Damaged water lines to delay project

Pipes get crushed by vehicles, department promises inspection

By Kumud Jenamani in Jamshedpur
  • Published 22.04.19, 12:30 AM
  • Updated 22.04.19, 12:30 AM
  • a min read
  •  
A water supply pipe lies exposed on a road in Parsudih, Jamshedpur. Picture by Animesh Sengupta

Faulty laying of underground water supply pipes in densely populated Parsudih and its adjoining areas is likely to further delay the commissioning of the Bagbera-Chota Govindpur drinking water project.

At several places in Parsudih, the top layer of the road has scraped off to expose the pipelines that are being damaged by coming under the wheels of vehicles.

The foundation stone for the Rs 200-crore drinking water project was laid by chief minister Raghubar Das on April 18, 2015.

While work is still underway in Bagbera, work in Chota Govindpur is almost complete and a trial run is being conducted.

The service pipes that connect the households with the main pipeline have been laid in such a manner that they are now lying exposed on roads.
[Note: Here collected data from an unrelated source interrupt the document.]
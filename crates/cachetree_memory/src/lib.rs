// Copyright (c) Microsoft Corporation.
// Licensed under the MIT License.

#![cfg_attr(coverage_nightly, feature(coverage_attribute))]
#![cfg_attr(docsrs, feature(doc_cfg))]

//! In-memory [`CacheStore`](cachetree_store::CacheStore) backed by moka.
//!
//! [`MemoryStore`] honors the TTL carried by each [`CacheEntry`](cachetree_store::CacheEntry),
//! so trees cached with different time-to-live settings can share one store. Use
//! [`MemoryStoreBuilder`] to bound the store without exposing moka types.
//!
//! # Quick Start
//!
//! ```
//! use cachetree_memory::MemoryStore;
//! use cachetree_store::{CacheEntry, CacheStore};
//! use std::time::Duration;
//!
//! # futures::executor::block_on(async {
//! let store = MemoryStore::<String, i32>::builder().max_capacity(1000).build();
//!
//! store
//!     .insert(&"key".to_string(), CacheEntry::with_ttl(42, Duration::from_secs(300)))
//!     .await
//!     .unwrap();
//! let value = store.get(&"key".to_string()).await.unwrap();
//! assert_eq!(*value.unwrap().value(), 42);
//! # });
//! ```

pub mod builder;
mod expiry;
pub mod store;

#[doc(inline)]
pub use builder::MemoryStoreBuilder;
#[doc(inline)]
pub use store::MemoryStore;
Sudhir Bose, a resident of Pramothnagar, said, “I was very pleased when I learnt that the government is going to provide us tap water soon. But the way the project is being executed, I doubt whether the drinking water will actually reach the households, including mine.”

Bose, who is a businessman, expressed concern whether the pipes, which were laid a month ago, would actually be of any use now.
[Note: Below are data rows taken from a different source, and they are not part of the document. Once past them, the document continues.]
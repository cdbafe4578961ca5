// Copyright (c) Microsoft Corporation.
// Licensed under the MIT License.

//! Entity instances and the values the cache stores for them.

use std::{collections::BTreeMap, sync::Arc};

use crate::value::{EntityType, FieldValue, PK_ALIAS, Snapshot};

static NULL: FieldValue = FieldValue::Null;

/// One entity: its own fields, the baseline they are diffed against, and the related
/// sub-trees attached to it by population.
///
/// Constructing an instance captures its baseline, the state it was first observed in.
/// Setting fields changes only the current state; the baseline moves forward when an
/// invalidation round that referenced the instance completes.
///
/// # Examples
///
/// ```
/// use cachetree::{FieldValue, Instance};
///
/// let mut child = Instance::new("Child", "id", [("id", FieldValue::from(5)), ("parent_id", 1.into())]);
/// assert!(!child.has_changed());
///
/// child.set("parent_id", 2);
/// assert!(child.has_changed());
/// assert_eq!(child.original().unwrap().get("parent_id"), Some(&FieldValue::Int(1)));
/// ```
#[derive(Clone, Debug, PartialEq)]
pub struct Instance {
    entity_type: EntityType,
    primary_key: Arc<str>,
    fields: BTreeMap<String, FieldValue>,
    baseline: Option<Snapshot>,
    prefetched: BTreeMap<String, Related>,
}

impl Instance {
    /// Creates an instance observed in the given state.
    pub fn new<K, V>(entity_type: impl Into<EntityType>, primary_key: impl Into<Arc<str>>, fields: impl IntoIterator<Item = (K, V)>) -> Self
    where
        K: Into<String>,
        V: Into<FieldValue>,
    {
        let fields: BTreeMap<String, FieldValue> = fields.into_iter().map(|(k, v)| (k.into(), v.into())).collect();
        Self {
            entity_type: entity_type.into(),
            primary_key: primary_key.into(),
            baseline: Some(Snapshot::from(fields.clone())),
            fields,
            prefetched: BTreeMap::new(),
        }
    }

    /// Creates an instance that has not been saved yet: its primary key is null, in the
    /// current state and in the baseline.
    pub fn unsaved<K, V>(entity_type: impl Into<EntityType>, primary_key: impl Into<Arc<str>>, fields: impl IntoIterator<Item = (K, V)>) -> Self
    where
        K: Into<String>,
        V: Into<FieldValue>,
    {
        let primary_key = primary_key.into();
        let fields = fields
            .into_iter()
            .map(|(k, v)| (k.into(), v.into()))
            .chain(std::iter::once((primary_key.to_string(), FieldValue::Null)));
        Self::new(entity_type, primary_key, fields)
    }

    /// Replaces the baseline with a prior snapshot supplied by the caller.
    #[must_use]
    pub fn with_baseline(mut self, baseline: Snapshot) -> Self {
        self.baseline = Some(baseline);
        self
    }

    /// Drops the baseline; the instance is then diffed against nothing.
    #[must_use]
    pub fn without_baseline(mut self) -> Self {
        self.baseline = None;
        self
    }

    /// Returns the entity type.
    #[must_use]
    pub fn entity_type(&self) -> &EntityType {
        &self.entity_type
    }

    /// Returns the name of the primary-key field.
    #[must_use]
    pub fn primary_key_field(&self) -> &str {
        &self.primary_key
    }

    /// Returns the primary key, [`FieldValue::Null`] if unsaved.
    #[must_use]
    pub fn pk(&self) -> &FieldValue {
        self.fields.get(&*self.primary_key).unwrap_or(&NULL)
    }

    /// Returns the current value of `field`. `"pk"` reads the primary-key field.
    #[must_use]
    pub fn get(&self, field: &str) -> Option<&FieldValue> {
        self.fields.get(self.resolve(field))
    }

    /// Sets the current value of `field`. `"pk"` writes the primary-key field.
    pub fn set(&mut self, field: &str, value: impl Into<FieldValue>) {
        let field = self.resolve(field).to_owned();
        self.fields.insert(field, value.into());
    }

    /// Returns the current field values.
    #[must_use]
    pub fn fields(&self) -> &BTreeMap<String, FieldValue> {
        &self.fields
    }

    /// Captures the current field values.
    #[must_use]
    pub fn snapshot(&self) -> Snapshot {
        Snapshot::from(self.fields.clone())
    }

    /// Returns the baseline the current state is diffed against.
    #[must_use]
    pub fn baseline(&self) -> Option<&Snapshot> {
        self.baseline.as_ref()
    }

    /// Returns `true` if the current state differs from the baseline.
    #[must_use]
    pub fn has_changed(&self) -> bool {
        self.baseline.as_ref().is_some_and(|baseline| !baseline.matches(&self.fields))
    }

    /// Materializes the baseline as an instance of its own.
    ///
    /// Returns `None` unless the state has changed and the baseline has a primary key;
    /// the baseline of a newly created instance identifies nothing.
    #[must_use]
    pub fn original(&self) -> Option<Self> {
        if !self.has_changed() {
            return None;
        }

        let baseline = self.baseline.as_ref()?;
        if baseline.get(&self.primary_key).is_none_or(FieldValue::is_null) {
            return None;
        }

        Some(Self {
            entity_type: self.entity_type.clone(),
            primary_key: Arc::clone(&self.primary_key),
            fields: baseline.fields().clone(),
            baseline: None,
            prefetched: BTreeMap::new(),
        })
    }

    /// Makes the current state the new baseline.
    pub fn reset_baseline(&mut self) {
        self.baseline = Some(self.snapshot());
    }

    /// Returns the related sub-tree attached under `attribute`.
    #[must_use]
    pub fn prefetched(&self, attribute: &str) -> Option<&Related> {
        self.prefetched.get(attribute)
    }

    /// Detaches and returns the related sub-tree attached under `attribute`.
    pub fn uncache(&mut self, attribute: &str) -> Option<Related> {
        self.prefetched.remove(attribute)
    }

    pub(crate) fn attach(&mut self, attribute: impl Into<String>, related: Related) {
        self.prefetched.insert(attribute.into(), related);
    }

    pub(crate) fn is_attribute_taken(&self, attribute: &str) -> bool {
        self.fields.contains_key(attribute) || self.prefetched.contains_key(attribute)
    }

    fn resolve<'f>(&'f self, field: &'f str) -> &'f str {
        if field == PK_ALIAS { &self.primary_key } else { field }
    }
}

impl From<&Instance> for FieldValue {
    fn from(instance: &Instance) -> Self {
        instance.pk().clone()
    }
}

/// The result of reading a relation.
#[derive(Clone, Debug, PartialEq)]
pub enum Related {
    /// No related instance: the relation is empty or the related entity is gone.
    Absent,
    /// A single-valued relation.
    One(Instance),
    /// A collection, in the data source's order.
    Many(Vec<Instance>),
}

impl Related {
    /// Returns the related instances.
    #[must_use]
    pub fn instances(&self) -> &[Instance] {
        match self {
            Self::Absent => &[],
            Self::One(instance) => std::slice::from_ref(instance),
            Self::Many(instances) => instances,
        }
    }

    /// Consumes the result and returns the related instances.
    #[must_use]
    pub fn into_instances(self) -> Vec<Instance> {
        match self {
            Self::Absent => Vec::new(),
            Self::One(instance) => vec![instance],
            Self::Many(instances) => instances,
        }
    }
}

/// The value stored in the cache for one lookup.
#[derive(Clone, Debug, PartialEq)]
pub enum CachedValue {
    /// The fully populated entity.
    Found(Instance),
    /// Nothing matched the lookup.
    NotFound,
    /// More than one entity matched the lookup.
    Multiple,
}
Shushil Agrawal, another Parsudih resident, expressed a similar view.

“A month ago, the contractor dug up the roads to lay pipelines. But they were not covered properly. Apparently, most of the pipes have been damaged by vehicles,” Agrawal told this correspondent.

Shishir Kumar Soren, executive engineer of Jamshedpur division of the sanitation and drinking water department, said the executing agency was supposed to dig up the roads to lay pipes and repair them after completing work.
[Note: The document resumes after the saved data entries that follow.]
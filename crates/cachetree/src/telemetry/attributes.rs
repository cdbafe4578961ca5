// Copyright (c) Microsoft Corporation.
// Licensed under the MIT License.

#[cfg(any(feature = "metrics", test))]
pub(crate) const ENTITY_TYPE_NAME: &str = "cachetree.entity_type";

#[cfg(any(feature = "metrics", test))]
pub(crate) const OPERATION_NAME: &str = "cachetree.operation";

#[cfg(any(feature = "metrics", test))]
pub(crate) const ACTIVITY_NAME: &str = "cachetree.activity";

#[cfg(test)]
pub(crate) const KEYS_NAME: &str = "cachetree.keys";

#[cfg(test)]
pub(crate) const EVENT_NAME: &str = "cachetree.event";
“We have laid 174km of pipes to supply drinking water to 25,000 households under the project, but are not aware of any pipe being exposed or damaged,” Soren said.

The executive engineer said the contractor concerned was supposed to lay the main pipeline by digging 1 metre deep while the service pipelines should have been laid at least one feet below the surface.

“If the pipes are peeking out, it’s a serious issue. We will inspect the areas covered by the drinking water project and get the damaged pipes repaired,” Soren added.